[Stored data]
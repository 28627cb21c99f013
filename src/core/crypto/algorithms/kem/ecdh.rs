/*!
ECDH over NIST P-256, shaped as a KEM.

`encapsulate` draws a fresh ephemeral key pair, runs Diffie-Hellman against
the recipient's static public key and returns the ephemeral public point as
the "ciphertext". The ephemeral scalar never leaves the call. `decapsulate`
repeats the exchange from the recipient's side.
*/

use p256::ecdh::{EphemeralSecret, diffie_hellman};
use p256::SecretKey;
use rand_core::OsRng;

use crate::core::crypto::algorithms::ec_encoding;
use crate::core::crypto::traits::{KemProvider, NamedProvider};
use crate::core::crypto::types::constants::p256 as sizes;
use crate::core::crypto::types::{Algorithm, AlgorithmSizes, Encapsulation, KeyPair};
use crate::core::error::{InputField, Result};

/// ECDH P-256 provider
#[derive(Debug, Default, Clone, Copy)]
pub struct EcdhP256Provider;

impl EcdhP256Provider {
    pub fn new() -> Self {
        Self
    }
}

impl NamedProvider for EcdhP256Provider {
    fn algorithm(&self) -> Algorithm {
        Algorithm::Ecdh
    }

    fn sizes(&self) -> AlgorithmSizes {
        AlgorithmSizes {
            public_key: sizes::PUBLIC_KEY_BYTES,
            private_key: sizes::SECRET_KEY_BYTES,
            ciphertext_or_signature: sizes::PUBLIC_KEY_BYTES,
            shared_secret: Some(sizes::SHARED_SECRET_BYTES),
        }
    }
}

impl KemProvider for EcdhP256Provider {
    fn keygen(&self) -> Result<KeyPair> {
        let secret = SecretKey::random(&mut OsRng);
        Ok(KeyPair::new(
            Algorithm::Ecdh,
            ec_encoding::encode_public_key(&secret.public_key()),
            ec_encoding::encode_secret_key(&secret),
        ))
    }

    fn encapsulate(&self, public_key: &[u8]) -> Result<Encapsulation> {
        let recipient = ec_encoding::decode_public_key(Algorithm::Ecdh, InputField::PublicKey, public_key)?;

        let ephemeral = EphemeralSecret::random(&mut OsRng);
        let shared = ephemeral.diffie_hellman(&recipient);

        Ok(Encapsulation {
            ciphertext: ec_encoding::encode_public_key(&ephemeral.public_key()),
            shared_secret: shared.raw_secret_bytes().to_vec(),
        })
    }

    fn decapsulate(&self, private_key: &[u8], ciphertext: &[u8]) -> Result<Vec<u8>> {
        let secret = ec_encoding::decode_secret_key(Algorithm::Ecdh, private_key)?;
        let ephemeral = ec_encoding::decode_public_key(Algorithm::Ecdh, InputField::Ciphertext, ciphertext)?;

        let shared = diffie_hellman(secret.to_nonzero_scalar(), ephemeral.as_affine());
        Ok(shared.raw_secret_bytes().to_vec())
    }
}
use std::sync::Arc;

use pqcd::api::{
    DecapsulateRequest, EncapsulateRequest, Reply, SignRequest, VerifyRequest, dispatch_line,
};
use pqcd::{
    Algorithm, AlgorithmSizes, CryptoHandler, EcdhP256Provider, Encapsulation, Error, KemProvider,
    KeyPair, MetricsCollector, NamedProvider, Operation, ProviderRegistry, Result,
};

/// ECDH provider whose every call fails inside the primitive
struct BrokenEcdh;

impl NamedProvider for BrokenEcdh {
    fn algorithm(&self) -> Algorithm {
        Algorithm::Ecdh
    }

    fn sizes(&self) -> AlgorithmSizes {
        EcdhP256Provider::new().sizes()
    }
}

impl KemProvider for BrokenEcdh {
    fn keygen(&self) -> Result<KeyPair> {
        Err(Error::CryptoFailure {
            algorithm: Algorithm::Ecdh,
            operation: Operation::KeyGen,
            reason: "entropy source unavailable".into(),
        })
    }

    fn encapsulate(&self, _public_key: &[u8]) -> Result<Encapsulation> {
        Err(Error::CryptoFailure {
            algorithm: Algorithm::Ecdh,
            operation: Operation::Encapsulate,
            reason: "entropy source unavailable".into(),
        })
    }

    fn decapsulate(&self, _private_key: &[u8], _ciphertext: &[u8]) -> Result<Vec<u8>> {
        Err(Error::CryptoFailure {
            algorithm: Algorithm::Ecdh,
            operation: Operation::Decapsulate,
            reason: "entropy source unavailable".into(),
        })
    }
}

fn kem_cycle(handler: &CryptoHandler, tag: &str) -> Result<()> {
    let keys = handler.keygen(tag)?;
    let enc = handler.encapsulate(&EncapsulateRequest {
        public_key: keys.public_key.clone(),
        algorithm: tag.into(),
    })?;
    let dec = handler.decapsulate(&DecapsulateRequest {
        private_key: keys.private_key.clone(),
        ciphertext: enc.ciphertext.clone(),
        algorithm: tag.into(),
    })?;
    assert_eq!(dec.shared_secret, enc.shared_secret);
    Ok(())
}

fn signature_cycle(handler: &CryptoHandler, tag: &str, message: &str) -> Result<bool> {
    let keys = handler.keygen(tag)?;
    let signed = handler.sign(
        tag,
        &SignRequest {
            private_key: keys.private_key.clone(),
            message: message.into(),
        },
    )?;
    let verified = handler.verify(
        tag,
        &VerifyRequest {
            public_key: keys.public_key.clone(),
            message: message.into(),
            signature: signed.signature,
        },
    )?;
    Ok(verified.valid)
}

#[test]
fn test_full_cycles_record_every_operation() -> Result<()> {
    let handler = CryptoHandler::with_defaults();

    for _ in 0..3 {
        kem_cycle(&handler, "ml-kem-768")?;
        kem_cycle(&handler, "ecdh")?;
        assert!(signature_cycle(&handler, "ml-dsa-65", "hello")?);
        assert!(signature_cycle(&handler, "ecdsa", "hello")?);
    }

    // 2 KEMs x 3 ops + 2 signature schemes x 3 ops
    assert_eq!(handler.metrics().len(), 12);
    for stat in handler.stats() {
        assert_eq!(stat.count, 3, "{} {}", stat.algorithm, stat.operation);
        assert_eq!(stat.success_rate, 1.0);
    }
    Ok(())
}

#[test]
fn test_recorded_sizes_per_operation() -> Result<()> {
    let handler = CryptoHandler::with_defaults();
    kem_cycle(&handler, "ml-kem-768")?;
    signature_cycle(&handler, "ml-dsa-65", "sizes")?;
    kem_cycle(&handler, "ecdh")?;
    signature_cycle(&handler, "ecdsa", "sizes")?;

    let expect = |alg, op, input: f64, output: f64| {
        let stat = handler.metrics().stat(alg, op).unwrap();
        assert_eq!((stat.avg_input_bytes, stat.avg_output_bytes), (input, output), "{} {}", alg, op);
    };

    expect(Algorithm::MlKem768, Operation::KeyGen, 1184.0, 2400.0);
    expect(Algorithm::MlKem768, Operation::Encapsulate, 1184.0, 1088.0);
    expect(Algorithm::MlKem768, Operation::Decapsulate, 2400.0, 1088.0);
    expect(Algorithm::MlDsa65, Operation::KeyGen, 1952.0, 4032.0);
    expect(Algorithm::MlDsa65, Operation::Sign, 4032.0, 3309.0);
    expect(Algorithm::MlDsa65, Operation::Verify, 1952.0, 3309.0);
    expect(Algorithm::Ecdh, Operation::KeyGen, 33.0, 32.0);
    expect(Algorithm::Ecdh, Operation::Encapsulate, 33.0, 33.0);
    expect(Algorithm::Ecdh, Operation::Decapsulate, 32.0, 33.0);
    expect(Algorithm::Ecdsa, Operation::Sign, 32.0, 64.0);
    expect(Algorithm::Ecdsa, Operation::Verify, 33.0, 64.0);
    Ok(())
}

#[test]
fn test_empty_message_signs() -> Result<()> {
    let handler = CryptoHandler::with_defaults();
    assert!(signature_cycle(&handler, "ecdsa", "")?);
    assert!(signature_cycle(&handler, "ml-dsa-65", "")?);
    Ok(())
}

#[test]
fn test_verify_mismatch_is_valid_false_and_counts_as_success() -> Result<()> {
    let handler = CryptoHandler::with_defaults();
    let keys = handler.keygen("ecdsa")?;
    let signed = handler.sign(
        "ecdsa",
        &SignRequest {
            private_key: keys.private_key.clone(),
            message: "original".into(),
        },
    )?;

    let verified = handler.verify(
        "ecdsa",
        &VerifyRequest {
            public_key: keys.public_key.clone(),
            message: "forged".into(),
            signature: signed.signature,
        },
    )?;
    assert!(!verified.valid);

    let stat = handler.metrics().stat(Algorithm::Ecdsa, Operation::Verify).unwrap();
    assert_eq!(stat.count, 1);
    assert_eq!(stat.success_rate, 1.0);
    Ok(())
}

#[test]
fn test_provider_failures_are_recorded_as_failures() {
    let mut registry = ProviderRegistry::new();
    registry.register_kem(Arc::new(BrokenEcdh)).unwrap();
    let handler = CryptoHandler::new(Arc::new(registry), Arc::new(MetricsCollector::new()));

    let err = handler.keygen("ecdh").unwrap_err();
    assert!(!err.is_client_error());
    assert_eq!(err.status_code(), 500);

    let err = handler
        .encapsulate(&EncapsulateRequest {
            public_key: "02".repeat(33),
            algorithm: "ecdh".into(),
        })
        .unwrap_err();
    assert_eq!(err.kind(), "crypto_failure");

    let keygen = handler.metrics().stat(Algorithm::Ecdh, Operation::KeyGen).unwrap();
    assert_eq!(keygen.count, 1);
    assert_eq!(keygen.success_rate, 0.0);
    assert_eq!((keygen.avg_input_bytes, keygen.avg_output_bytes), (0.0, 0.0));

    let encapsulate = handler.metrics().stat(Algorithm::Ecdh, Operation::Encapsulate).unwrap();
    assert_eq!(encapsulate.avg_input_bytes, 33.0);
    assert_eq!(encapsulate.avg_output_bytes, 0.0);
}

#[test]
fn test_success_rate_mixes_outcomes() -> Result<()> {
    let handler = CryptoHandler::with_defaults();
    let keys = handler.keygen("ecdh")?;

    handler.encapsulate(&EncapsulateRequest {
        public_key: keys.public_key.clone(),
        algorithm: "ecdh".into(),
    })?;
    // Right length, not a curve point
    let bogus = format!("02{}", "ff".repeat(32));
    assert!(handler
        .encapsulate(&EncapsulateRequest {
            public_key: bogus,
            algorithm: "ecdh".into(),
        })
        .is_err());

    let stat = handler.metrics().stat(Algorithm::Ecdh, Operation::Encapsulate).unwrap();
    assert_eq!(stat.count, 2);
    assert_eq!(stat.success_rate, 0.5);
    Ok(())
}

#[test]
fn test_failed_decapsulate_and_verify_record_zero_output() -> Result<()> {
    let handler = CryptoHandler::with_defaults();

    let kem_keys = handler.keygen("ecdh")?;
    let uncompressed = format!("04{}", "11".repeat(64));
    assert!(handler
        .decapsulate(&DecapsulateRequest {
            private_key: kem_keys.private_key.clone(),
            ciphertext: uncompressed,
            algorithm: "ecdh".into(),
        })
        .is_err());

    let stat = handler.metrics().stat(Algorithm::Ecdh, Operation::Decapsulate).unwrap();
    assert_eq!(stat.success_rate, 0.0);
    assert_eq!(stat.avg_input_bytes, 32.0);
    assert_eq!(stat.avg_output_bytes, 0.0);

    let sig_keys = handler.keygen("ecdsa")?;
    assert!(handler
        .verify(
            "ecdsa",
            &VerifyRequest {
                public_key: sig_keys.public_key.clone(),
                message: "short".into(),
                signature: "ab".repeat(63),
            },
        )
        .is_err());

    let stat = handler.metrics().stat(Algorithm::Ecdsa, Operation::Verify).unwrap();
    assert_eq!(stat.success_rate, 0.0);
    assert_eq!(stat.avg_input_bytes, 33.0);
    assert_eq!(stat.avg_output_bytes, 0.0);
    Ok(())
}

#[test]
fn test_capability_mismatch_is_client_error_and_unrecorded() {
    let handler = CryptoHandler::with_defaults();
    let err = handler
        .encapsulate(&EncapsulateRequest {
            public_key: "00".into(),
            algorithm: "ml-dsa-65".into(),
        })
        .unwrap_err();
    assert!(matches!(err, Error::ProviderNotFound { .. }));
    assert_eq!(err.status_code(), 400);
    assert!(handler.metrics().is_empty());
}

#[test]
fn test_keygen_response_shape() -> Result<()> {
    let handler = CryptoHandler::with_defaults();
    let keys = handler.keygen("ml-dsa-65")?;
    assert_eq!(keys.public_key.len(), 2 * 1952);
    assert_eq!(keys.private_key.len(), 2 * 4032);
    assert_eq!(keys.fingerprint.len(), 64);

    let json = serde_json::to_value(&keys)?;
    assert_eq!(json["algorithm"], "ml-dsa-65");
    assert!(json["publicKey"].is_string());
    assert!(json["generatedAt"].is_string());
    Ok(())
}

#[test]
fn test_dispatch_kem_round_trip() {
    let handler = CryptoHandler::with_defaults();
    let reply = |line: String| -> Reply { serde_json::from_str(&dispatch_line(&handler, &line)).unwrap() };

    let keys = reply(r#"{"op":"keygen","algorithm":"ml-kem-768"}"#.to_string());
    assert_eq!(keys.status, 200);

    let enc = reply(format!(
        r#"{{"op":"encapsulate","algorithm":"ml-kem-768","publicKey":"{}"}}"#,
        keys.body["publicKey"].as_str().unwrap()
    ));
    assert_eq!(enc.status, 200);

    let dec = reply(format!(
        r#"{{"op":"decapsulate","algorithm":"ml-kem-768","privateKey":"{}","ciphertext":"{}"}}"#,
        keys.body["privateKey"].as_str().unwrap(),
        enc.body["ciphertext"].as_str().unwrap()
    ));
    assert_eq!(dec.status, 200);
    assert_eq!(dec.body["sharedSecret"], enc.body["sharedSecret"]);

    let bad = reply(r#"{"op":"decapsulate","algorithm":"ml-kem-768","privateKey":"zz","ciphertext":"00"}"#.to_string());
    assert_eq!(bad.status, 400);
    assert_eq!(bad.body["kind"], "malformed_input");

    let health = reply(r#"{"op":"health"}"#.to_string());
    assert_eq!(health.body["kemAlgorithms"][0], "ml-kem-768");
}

Exercise: Supply only the count of lines above holding "bogus".

Result for this task: 2